TASK DETAILS -
Once you have read the data below, write it all out exactly.

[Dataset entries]
══════

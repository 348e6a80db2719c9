//! Unified error type for the Eventline client.

use eventline_protocol::ProtocolError;
use eventline_transport::TransportError;

/// Errors surfaced by [`BridgeClient`](crate::BridgeClient) operations.
///
/// Background tasks (the receive loop, the reconnect and liveness timers)
/// never surface errors through this type — their failures become state
/// transitions and log output. The only transport failure a caller sees
/// is a connect attempt that cannot be retried.
#[derive(Debug, thiserror::Error)]
pub enum ClientError {
    /// The endpoint URL or auth token is unusable. Surfaced synchronously
    /// at connect time; never retried.
    #[error("invalid configuration: {0}")]
    Config(#[source] TransportError),

    /// A transport-level failure (handshake, send).
    #[error(transparent)]
    Transport(#[from] TransportError),

    /// An outbound event failed to serialize.
    #[error(transparent)]
    Protocol(#[from] ProtocolError),

    /// The operation requires a live connection.
    #[error("not connected to the bridge")]
    NotConnected,
}

#[cfg(test)]
mod tests {
    use super::*;

    #[test]
    fn test_from_transport_error() {
        let err = TransportError::InvalidToken;
        let client_err: ClientError = err.into();
        assert!(matches!(client_err, ClientError::Transport(_)));
    }

    #[test]
    fn test_config_error_message_names_the_cause() {
        let parse_err = url::Url::parse("not a url").unwrap_err();
        let err = ClientError::Config(TransportError::InvalidUrl(parse_err));
        assert!(err.to_string().contains("invalid configuration"));
    }
}
//! Transport layer for the Eventline client.
//!
//! Provides the [`Connector`] and [`Connection`] traits that abstract the
//! duplex socket the engine runs over, plus the WebSocket implementation
//! via `tokio-tungstenite`.
//!
//! The engine dials through a [`Connector`] (one fresh [`Connection`] per
//! attempt) and then exchanges whole logical text messages — the transport
//! is responsible for frame reassembly, so a message has no fixed size.

#![allow(async_fn_in_trait)]

mod error;
mod websocket;

pub use error::TransportError;
pub use websocket::{ROLE_SUBPROTOCOL, WsConnection, WsConnector};

/// Dials the bridge endpoint, producing one fresh connection per attempt.
///
/// A connector is cheap to keep around for the lifetime of a client; the
/// reconnection path calls [`Connector::connect`] again for every attempt.
pub trait Connector: Send + Sync + 'static {
    /// The connection type produced by this connector.
    type Connection: Connection;

    /// Performs the transport handshake against the configured endpoint.
    async fn connect(&self) -> Result<Self::Connection, TransportError>;
}

/// A single duplex connection carrying logical text messages.
pub trait Connection: Send + Sync + 'static {
    /// Sends one logical text message to the remote peer.
    async fn send(&self, text: &str) -> Result<(), TransportError>;

    /// Receives the next logical text message from the remote peer.
    ///
    /// Returns `Ok(None)` when the peer closes the connection (close frame
    /// or clean end of stream). Transport-level control frames are consumed
    /// internally and never surface here.
    async fn recv(&self) -> Result<Option<String>, TransportError>;

    /// Closes the connection, performing the close handshake if possible.
    async fn close(&self) -> Result<(), TransportError>;
}
use crate::transport::TransportError;

/// Error type for client construction and configuration
///
/// Runtime stream failures never surface here; they are delivered through the
/// lifecycle callbacks registered on [`SseClient`](crate::SseClient).
#[derive(Debug, thiserror::Error)]
pub enum SseError {
    #[error("Invalid client configuration: {0}")]
    InvalidConfiguration(String),

    #[error("No tokio runtime available; build the client from within a runtime")]
    NoRuntime,

    #[error("Subscription was closed before the stream opened")]
    SubscriptionClosed,

    #[error("HTTP client error: {0}")]
    Http(#[from] reqwest::Error),

    #[error("Transport error: {0}")]
    Transport(#[from] TransportError),

    #[error("Failed to read configuration file: {0}")]
    ConfigIo(#[from] std::io::Error),

    #[error("Failed to parse configuration: {0}")]
    ConfigParse(#[from] serde_json::Error),
}

pub type Result<T> = std::result::Result<T, SseError>;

══════

TASK ANSWER -
repository 348e6a80db2719c9
//! Unified error type for the Eventline client.

use eventline_protocol::ProtocolError;
use eventline_transport::TransportError;

/// Errors surfaced by [`BridgeClient`](crate::BridgeClient) operations.
///
/// Background tasks (the receive loop, the reconnect and liveness timers)
/// never surface errors through this type — their failures become state
/// transitions and log output. The only transport failure a caller sees
/// is a connect attempt that cannot be retried.
#[derive(Debug, thiserror::Error)]
pub enum ClientError {
    /// The endpoint URL or auth token is unusable. Surfaced synchronously
    /// at connect time; never retried.
    #[error("invalid configuration: {0}")]
    Config(#[source] TransportError),

    /// A transport-level failure (handshake, send).
    #[error(transparent)]
    Transport(#[from] TransportError),

    /// An outbound event failed to serialize.
    #[error(transparent)]
    Protocol(#[from] ProtocolError),

    /// The operation requires a live connection.
    #[error("not connected to the bridge")]
    NotConnected,
}

#[cfg(test)]
mod tests {
    use super::*;

    #[test]
    fn test_from_transport_error() {
        let err = TransportError::InvalidToken;
        let client_err: ClientError = err.into();
        assert!(matches!(client_err, ClientError::Transport(_)));
    }

    #[test]
    fn test_config_error_message_names_the_cause() {
        let parse_err = url::Url::parse("not a url").unwrap_err();
        let err = ClientError::Config(TransportError::InvalidUrl(parse_err));
        assert!(err.to_string().contains("invalid configuration"));
    }
}
//! Transport layer for the Eventline client.
//!
//! Provides the [`Connector`] and [`Connection`] traits that abstract the
//! duplex socket the engine runs over, plus the WebSocket implementation
//! via `tokio-tungstenite`.
//!
//! The engine dials through a [`Connector`] (one fresh [`Connection`] per
//! attempt) and then exchanges whole logical text messages — the transport
//! is responsible for frame reassembly, so a message has no fixed size.

#![allow(async_fn_in_trait)]

mod error;
mod websocket;

pub use error::TransportError;
pub use websocket::{ROLE_SUBPROTOCOL, WsConnection, WsConnector};

/// Dials the bridge endpoint, producing one fresh connection per attempt.
///
/// A connector is cheap to keep around for the lifetime of a client; the
/// reconnection path calls [`Connector::connect`] again for every attempt.
pub trait Connector: Send + Sync + 'static {
    /// The connection type produced by this connector.
    type Connection: Connection;

    /// Performs the transport handshake against the configured endpoint.
    async fn connect(&self) -> Result<Self::Connection, TransportError>;
}

/// A single duplex connection carrying logical text messages.
pub trait Connection: Send + Sync + 'static {
    /// Sends one logical text message to the remote peer.
    async fn send(&self, text: &str) -> Result<(), TransportError>;

    /// Receives the next logical text message from the remote peer.
    ///
    /// Returns `Ok(None)` when the peer closes the connection (close frame
    /// or clean end of stream). Transport-level control frames are consumed
    /// internally and never surface here.
    async fn recv(&self) -> Result<Option<String>, TransportError>;

    /// Closes the connection, performing the close handshake if possible.
    async fn close(&self) -> Result<(), TransportError>;
}
use crate::transport::TransportError;

/// Error type for client construction and configuration
///
/// Runtime stream failures never surface here; they are delivered through the
/// lifecycle callbacks registered on [`SseClient`](crate::SseClient).
#[derive(Debug, thiserror::Error)]
pub enum SseError {
    #[error("Invalid client configuration: {0}")]
    InvalidConfiguration(String),

    #[error("No tokio runtime available; build the client from within a runtime")]
    NoRuntime,

    #[error("Subscription was closed before the stream opened")]
    SubscriptionClosed,

    #[error("HTTP client error: {0}")]
    Http(#[from] reqwest::Error),

    #[error("Transport error: {0}")]
    Transport(#[from] TransportError),

    #[error("Failed to read configuration file: {0}")]
    ConfigIo(#[from] std::io::Error),

    #[error("Failed to parse configuration: {0}")]
    ConfigParse(#[from] serde_json::Error),
}

pub type Result<T> = std::result::Result<T, SseError>;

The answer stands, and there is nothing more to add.